Q: So, written protocols for assessing cases. Are they a good thing?

A: Yes; absolutely. Not only are they a good thing, but from the viewpoint of a carrier, they are essential. It’s critical that case assessments are memorialized, completed timely, updated and placed in the claims file. The old adage is, if it’s not in the file it never happened. It is also important to ensure that when someone else reviews the file he or she is able to know the claim status.

Q: What makes a winning protocol?

A: Let’s take the example of a third party liability casualty claim in litigation where defense counsel has been assigned. There is certain information carriers expect to receive from them. Such information includes an assessment of insured’s liability and damages, and an action plan for future handling. We also request periodic litigation budgets to assist in our case evaluation and reserving. We don’t want a “cradle to grave” budget from the onset; rather we prefer it be updated periodically as litigation activity dictates.

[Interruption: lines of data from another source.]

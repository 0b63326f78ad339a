//! Directory scanning and scene construction.
//!
//! Turns a directory listing into a `Scene`: entries are classified into
//! entity kinds, hidden entries dropped, the survivors laid out on a square
//! grid and their content (image pixels, text previews) prepared. Nothing
//! here spawns or reads render objects; scenes are plain values built on
//! worker threads and handed to the navigation controller. A scene only
//! carries the ids of its render roots once a `SceneStage` has spawned it.

/// Scene value and the scan that builds it.
pub mod builder;

/// Entry to entity-kind mapping.
pub mod classifier;

/// Entity kinds, per-kind construction and activation.
pub mod entity;

/// Directory listing and capped file reads.
pub mod entry;

/// Square-grid placement.
pub mod layout;

pub use builder::{ScanSettings, Scene, SceneHandles, build_scene};
pub use entity::{Activation, EntityContent, EntityKind, SceneEntity};
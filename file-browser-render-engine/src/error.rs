//! Error taxonomy for scanning, entity construction, navigation and startup.

use std::io;
use std::path::PathBuf;

use thiserror::Error;

/// Failure to turn one directory entry into a renderable entity.
///
/// Never fatal: the scene builder downgrades the entity to an error card.
#[derive(Debug, Error)]
pub enum EntityError {
    #[error("no content type known for {path}")]
    ClassificationUnknown { path: PathBuf },

    #[error("unsupported content type {mime} for {path}")]
    UnsupportedType { path: PathBuf, mime: String },

    /// Reading or decoding the entry's content failed.
    #[error("failed to construct entity for {path}: {source}")]
    ConstructionFailed {
        path: PathBuf,
        #[source]
        source: Box<dyn std::error::Error + Send + Sync>,
    },
}

/// Failure to scan a whole directory.
#[derive(Debug, Error)]
pub enum ScanError {
    #[error("directory {path} is unreadable: {source}")]
    DirectoryUnreadable {
        path: PathBuf,
        #[source]
        source: io::Error,
    },
}

#[derive(Debug, Error)]
pub enum NavigationError {
    #[error("history is empty")]
    HistoryEmpty,

    #[error("a directory is already loading")]
    LoadInFlight,

    #[error(transparent)]
    Scan(#[from] ScanError),
}

/// Startup failures. These end the process.
#[derive(Debug, Error)]
pub enum ConfigError {
    #[error("failed to read settings file {path}: {source}")]
    Read {
        path: PathBuf,
        #[source]
        source: io::Error,
    },

    #[error("failed to parse settings file {path}: {source}")]
    Parse {
        path: PathBuf,
        #[source]
        source: serde_json::Error,
    },

    #[error("{0} is not a directory")]
    NotADirectory(PathBuf),

    #[error("grid step must be a positive number, got {0}")]
    InvalidGridStep(f32),

    #[error("text preview size must be between 1 and {max} bytes, got {got}")]
    InvalidTextPreviewBytes { got: usize, max: usize },
}
use bevy::prelude::*;

use constants::render_settings::{HUD_FONT_SIZE, HUD_TEXT_COLOUR};

use crate::engine::core::app_state::BrowserState;
use crate::engine::navigation::Navigation;

#[derive(Component)]
pub struct FpsText;

#[derive(Component)]
pub struct StatusText;

const KEY_HINTS: &str = "click: open directory | backspace: back | wasd/space/shift: move | esc: quit";

/// Last problem worth showing to the user, cleared by the next successful
/// navigation.
#[derive(Resource, Default, Debug)]
pub struct StatusLine {
    message: Option<String>,
}

impl StatusLine {
    pub fn show(&mut self, message: impl Into<String>) {
        self.message = Some(message.into());
    }

    pub fn clear(&mut self) {
        self.message = None;
    }

    pub fn message(&self) -> Option<&str> {
        self.message.as_deref()
    }
}

/// Status text for the current navigation state.
pub fn status_text(navigation: &Navigation, status: &StatusLine) -> String {
    let mut lines = Vec::new();

    match navigation.phase() {
        BrowserState::Loading => {
            let path = navigation
                .loading_path()
                .map(|p| p.display().to_string())
                .unwrap_or_default();
            lines.push(format!("Loading {path}..."));
        }
        BrowserState::Idle => lines.push("No directory shown".to_string()),
        BrowserState::Active => {}
    }

    if let Some(scene) = navigation.active() {
        lines.push(format!(
            "{}  ({} entries, history {})",
            scene.path.display(),
            scene.entities.len(),
            navigation.history_depth()
        ));
    }
    if let Some(message) = status.message() {
        lines.push(message.to_string());
    }
    lines.push(KEY_HINTS.to_string());

    lines.join("\n")
}

pub fn spawn_hud(mut commands: Commands) {
    commands
        .spawn(Node {
            width: Val::Percent(100.0),
            height: Val::Percent(100.0),
            ..default()
        })
        .with_children(|parent| {
            parent.spawn((
                Text::new("FPS: "),
                TextFont {
                    font_size: HUD_FONT_SIZE,
                    ..default()
                },
                TextColor(HUD_TEXT_COLOUR),
                Node {
                    position_type: PositionType::Absolute,
                    bottom: Val::Px(12.0),
                    right: Val::Px(12.0),
                    ..default()
                },
                FpsText,
            ));
            parent.spawn((
                Text::new(""),
                TextFont {
                    font_size: HUD_FONT_SIZE,
                    ..default()
                },
                TextColor(HUD_TEXT_COLOUR),
                Node {
                    position_type: PositionType::Absolute,
                    top: Val::Px(12.0),
                    left: Val::Px(12.0),
                    ..default()
                },
                StatusText,
            ));
            parent.spawn((
                Text::new("+"),
                TextFont {
                    font_size: HUD_FONT_SIZE * 1.5,
                    ..default()
                },
                TextColor(Color::WHITE),
                Node {
                    position_type: PositionType::Absolute,
                    left: Val::Percent(50.0),
                    top: Val::Percent(50.0),
                    ..default()
                },
            ));
        });
}

pub fn status_text_update_system(
    navigation: Res<Navigation>,
    status: Res<StatusLine>,
    mut query: Query<&mut Text, With<StatusText>>,
) {
    if !navigation.is_changed() && !status.is_changed() {
        return;
    }
    for mut text in &mut query {
        text.0 = status_text(&navigation, &status);
    }
}

#[cfg(test)]
mod tests {
    use std::path::PathBuf;

    use super::*;

    #[test]
    fn idle_status_mentions_no_directory() {
        let text = status_text(&Navigation::default(), &StatusLine::default());
        assert!(text.starts_with("No directory shown"));
        assert!(text.ends_with(KEY_HINTS));
    }

    #[test]
    fn loading_status_names_the_path() {
        let mut navigation = Navigation::default();
        navigation.begin_descend(PathBuf::from("/srv/data")).unwrap();

        let mut status = StatusLine::default();
        status.show("cannot go back: history is empty");

        let text = status_text(&navigation, &status);
        assert!(text.contains("Loading /srv/data..."));
        assert!(text.contains("cannot go back"));
    }
}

Q: Why are budgets so critical?

A: Carriers are under enormous pressure to make sure they reserve timely and accurately. And all of these written protocol assessments that I am mentioning enable the carrier to more accurately establish reserves.

Q: Does a written protocol serve as a mechanism for litigation management down the line?

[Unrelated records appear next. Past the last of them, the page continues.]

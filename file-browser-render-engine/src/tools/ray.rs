use bevy::prelude::*;

/// Distance along the ray to a box of `size` placed by `xf`, if hit.
pub fn ray_hits_obb(origin: Vec3, dir: Vec3, xf: &GlobalTransform, size: Vec3) -> Option<f32> {
    let inv = xf.compute_matrix().inverse();
    let o_local = inv.transform_point3(origin);
    let d_local = inv.transform_vector3(dir);
    let he = size * 0.5;
    ray_aabb_hit_t(o_local, d_local, -he, he)
}

// Slab-method ray–AABB intersection, returns Some(t) or None
pub fn ray_aabb_hit_t(ray_origin: Vec3, ray_direction: Vec3, min: Vec3, max: Vec3) -> Option<f32> {
    let mut t_near = f32::NEG_INFINITY;
    let mut t_far = f32::INFINITY;

    for axis in 0..3 {
        let origin = ray_origin[axis];
        let direction = ray_direction[axis];

        if direction == 0.0 {
            // Parallel to this slab: miss unless already inside it.
            if origin < min[axis] || origin > max[axis] {
                return None;
            }
            continue;
        }

        let inv = 1.0 / direction;
        let (mut t0, mut t1) = ((min[axis] - origin) * inv, (max[axis] - origin) * inv);
        if t0 > t1 {
            std::mem::swap(&mut t0, &mut t1);
        }
        t_near = t_near.max(t0);
        t_far = t_far.min(t1);
        if t_near > t_far {
            return None;
        }
    }

    if t_far < 0.0 {
        return None;
    }
    Some(if t_near >= 0.0 { t_near } else { t_far })
}

#[cfg(test)]
mod tests {
    use super::*;

    #[test]
    fn hits_a_box_straight_ahead() {
        let t = ray_aabb_hit_t(Vec3::new(0.0, 0.0, 10.0), Vec3::NEG_Z, -Vec3::ONE, Vec3::ONE);
        assert_eq!(t, Some(9.0));
    }

    #[test]
    fn misses_a_box_off_to_the_side() {
        let t = ray_aabb_hit_t(Vec3::new(5.0, 0.0, 10.0), Vec3::NEG_Z, -Vec3::ONE, Vec3::ONE);
        assert_eq!(t, None);
    }

    #[test]
    fn ignores_boxes_behind_the_origin() {
        let t = ray_aabb_hit_t(Vec3::new(0.0, 0.0, 10.0), Vec3::Z, -Vec3::ONE, Vec3::ONE);
        assert_eq!(t, None);
    }

    #[test]
    fn origin_inside_reports_the_exit() {
        let t = ray_aabb_hit_t(Vec3::ZERO, Vec3::X, -Vec3::ONE, Vec3::ONE);
        assert_eq!(t, Some(1.0));
    }

    #[test]
    fn transformed_boxes_are_hit_in_world_space() {
        let xf = GlobalTransform::from(Transform::from_xyz(3.0, -3.0, 0.0));
        let size = Vec3::new(2.0, 1.0, 0.1);

        let hit = ray_hits_obb(Vec3::new(3.0, -3.0, 10.0), Vec3::NEG_Z, &xf, size);
        assert!((hit.unwrap() - 9.95).abs() < 1e-4);
        assert_eq!(ray_hits_obb(Vec3::new(0.0, 0.0, 10.0), Vec3::NEG_Z, &xf, size), None);
    }
}
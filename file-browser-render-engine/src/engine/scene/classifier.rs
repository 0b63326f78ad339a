use bevy::log::debug;
use mime_guess::mime;

use constants::layout::HIDDEN_MARKER;

use super::entity::EntityKind;
use super::entry::Entry;
use crate::error::EntityError;

/// Whether `entry` is left out of the scene entirely.
///
/// Hidden directories are always skipped; hidden files only when
/// `hide_dotfiles` is set.
pub fn is_hidden(entry: &Entry, hide_dotfiles: bool) -> bool {
    let marked = entry.name.starts_with(HIDDEN_MARKER);
    marked && (entry.is_directory || hide_dotfiles)
}

/// Resolve the entity kind for a visible entry from its content type.
pub fn content_kind(entry: &Entry) -> Result<EntityKind, EntityError> {
    if entry.is_directory {
        return Ok(EntityKind::Directory);
    }

    let Some(content_type) = mime_guess::from_path(&entry.path).first() else {
        return Err(EntityError::ClassificationUnknown {
            path: entry.path.clone(),
        });
    };

    let major = content_type.type_();
    if major == mime::IMAGE {
        Ok(EntityKind::Image)
    } else if major == mime::TEXT {
        Ok(EntityKind::Text)
    } else {
        Err(EntityError::UnsupportedType {
            path: entry.path.clone(),
            mime: content_type.essence_str().to_string(),
        })
    }
}

/// Map an entry to the kind of entity it renders as, or `None` when the entry
/// is hidden.
pub fn classify(entry: &Entry, hide_dotfiles: bool) -> Option<EntityKind> {
    if is_hidden(entry, hide_dotfiles) {
        return None;
    }

    Some(content_kind(entry).unwrap_or_else(|err| {
        debug!("{err}");
        EntityKind::Error
    }))
}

A: It certainly does. Not only is it a mechanism for litigation management down the line, but for litigation management throughout the duration of the claim.

Q: Are there hidden or less-obvious benefits of a protocol?

A: Insurers do not like surprises and the protocols we are talking about are essential to minimize these surprises. Claim managers are not amused when they have a claim with significant exposure that still contains a nominal statutory reserve.

Q: At what point in the protocol to you bring in outside counsel?

A: Assuming again that we are dealing with a third party liability claim and a covered loss, we assign counsel almost immediately after receiving the complaint to represent the interests of our insured. If however, we have a claim that is not in yet suit we typically try to resolve the claim directly thereby reducing litigation costs.

Paul A. Amirata has nearly 20 years of experience in the insurance industry and private litigation practice. He is the president and chief operating officer of Amirata Claims Consulting, LLC (“ACC”), a recently established insurance claims service firm. ACC provides complete insurance business processing and consulting on all types of risks and exposures. He is former Vice President of Claims for AXA Insurance Company in New York where he oversaw all of AXA Corporate Solutions domestic claims, the majority being property and casualty. Previously, he was an Assistant Vice President of RiverStone Claims Management LLC in Manchester, N.H. for more than seven years. His responsibilities included overseeing the Additional Insured and Project division in the Construction Defect department and serving as the company’s corporate deponent. Paul is well respected in the industry and routinely gets asked to speak at conferences and seminars and was recently quoted in The Wall Street Journal.